By J. HOBERMAN
GRADE: Favorable

Traffic, the Steven Soderbergh dope opera that outflanked Crouching Tiger, Hidden Dragon and pushed past The House of Mirth to win the New York Film Critics Circle best picture award, is a most ambitious pop epic. Inspired by the 1989 British television miniseries Traffik, it brings the story closer to home, opening just south of the border with two Tijuana cops (Benicio Del Toro and Jacob Vargas) capturing a planeload of cocaine. In the first of many reversals, another agency unexpectedly takes over.

Cutting north, Soderbergh introduces a parallel pair of DEA agents (Don Cheadle and Luis Guzman) making a messy undercover bust in San Diego; a quartet of upper-class teens freebasing in Ohio; and Michael Douglas flying into Washington, D.C., to take over as the nation's latest drug czar. Traffic is not just an ultra-procedural-it's the Big Picture, the Whole Enchilada, complete with a complicated war between two Mexican drug cartels. The movie, which Soderbergh shot as well as directed, can be a bit exhausting in its color-coordinated parallel action, but it replenishes itself once the various melodramas begin to entwine.

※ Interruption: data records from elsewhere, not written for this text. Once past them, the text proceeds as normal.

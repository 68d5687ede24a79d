// dryrun/core/storage/src/lib.rs

// Layered ledger state for session sandboxes
pub mod codec;
pub mod db;
pub mod error;
pub mod state;
pub mod types;

pub use codec::{decode_integer, encode_integer};
pub use db::{MemoryStore, RootStore, SeekIter};
pub use error::StorageError;
pub use state::{ChangeSet, FindIter, Snapshot};
pub use types::{Hash160, Hash256, StorageKey};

Traffic puts a heavy arm on the audience to demonstrate that drugs touch us all. The effect is never more Griffithian than when the czar's golden daughter (Erika Christensen) becomes a crack 'ho. There are more than a few plodding clichés mustered among the movie's large ensemble cast, but TV writer Stephen Gaghan has scripted some excellent scenes?teenage kids trying to think and then think again when one of them goes into convulsions, Douglas's harried wife (Amy Irving) demanding that he stop babbling about his access to the president and devote some "face time" to their daughter. (This terse domestic squabble has a bitterness far beyond the smarmy histrionics in American Beauty.)

As it turns out, Douglas's comprehension of the Mexican situation matches his understanding of his daughter. Nothing else in his performance equals the tight fist he makes of his face when a 16-year-old preppie (Topher Grace) informs him that, down in the ghetto, crack is "an unbeatable market force." Everyone has a piece of the puzzle: A posh La Jolla matron (Catherine Zeta-Jones) comes to terms with her husband's real business; a middle-level drug dealer (Miguel Ferrer) lectures his DEA captors on how NAFTA makes their job harder. ("Are we on Larry King or something?" the bored cops ask.) Traffic may be didactic, but it's not unduly moralizing or simplistic even when Douglas tosses away the text of his big speech and tells the nation, "I don't know how you wage war on your own family."

Performing public service here for the feckless (if unconvincing) pothead he played in Wonder Boys, Douglas is the film's nominal star. It's Del Toro, however, who has been racking up the raves he should have received for enlivening Basquiat and Fear and Loathing in Las Vegas. Unafraid to posture (his Paul Muni parody in The Funeral was exceeded only by his Brando turn in Way of the Gun), Del Toro plays his enigmatic Mexican everyman as cocky yet thoughtful, an infinitely delicate brute. (The scene wherein he cruises a psycho hit man in a Tijuana bar is a standout non sequitur.) Fascinatingly mannered, Del Toro is not exactly giving a coherent performance?although his stunts seem to have driven Tomas Milian to his own heights of weirdness as a Mexican general.

Surely less lugubrious than if it were directed by Michael Mann, Traffic is exemplary Hollywood social realism. Skeptical about the War Against Drugs, it's cannily designed to make the movie industry look good?and not just because the film is serious, responsible, and half in Spanish. Watch for that D.C. party where happily co-opted Hollywood basher Senator Orrin Hatch simpers with pleasure at the prospect of hobnobbing with the likes of Michael Douglas. There's more than a shadow of Willem Dafoe's Nosferatu in the old tart's hunger to share the spotlight and more than a bit of Malkovich's Murnau in Soderbergh's willingness to oblige.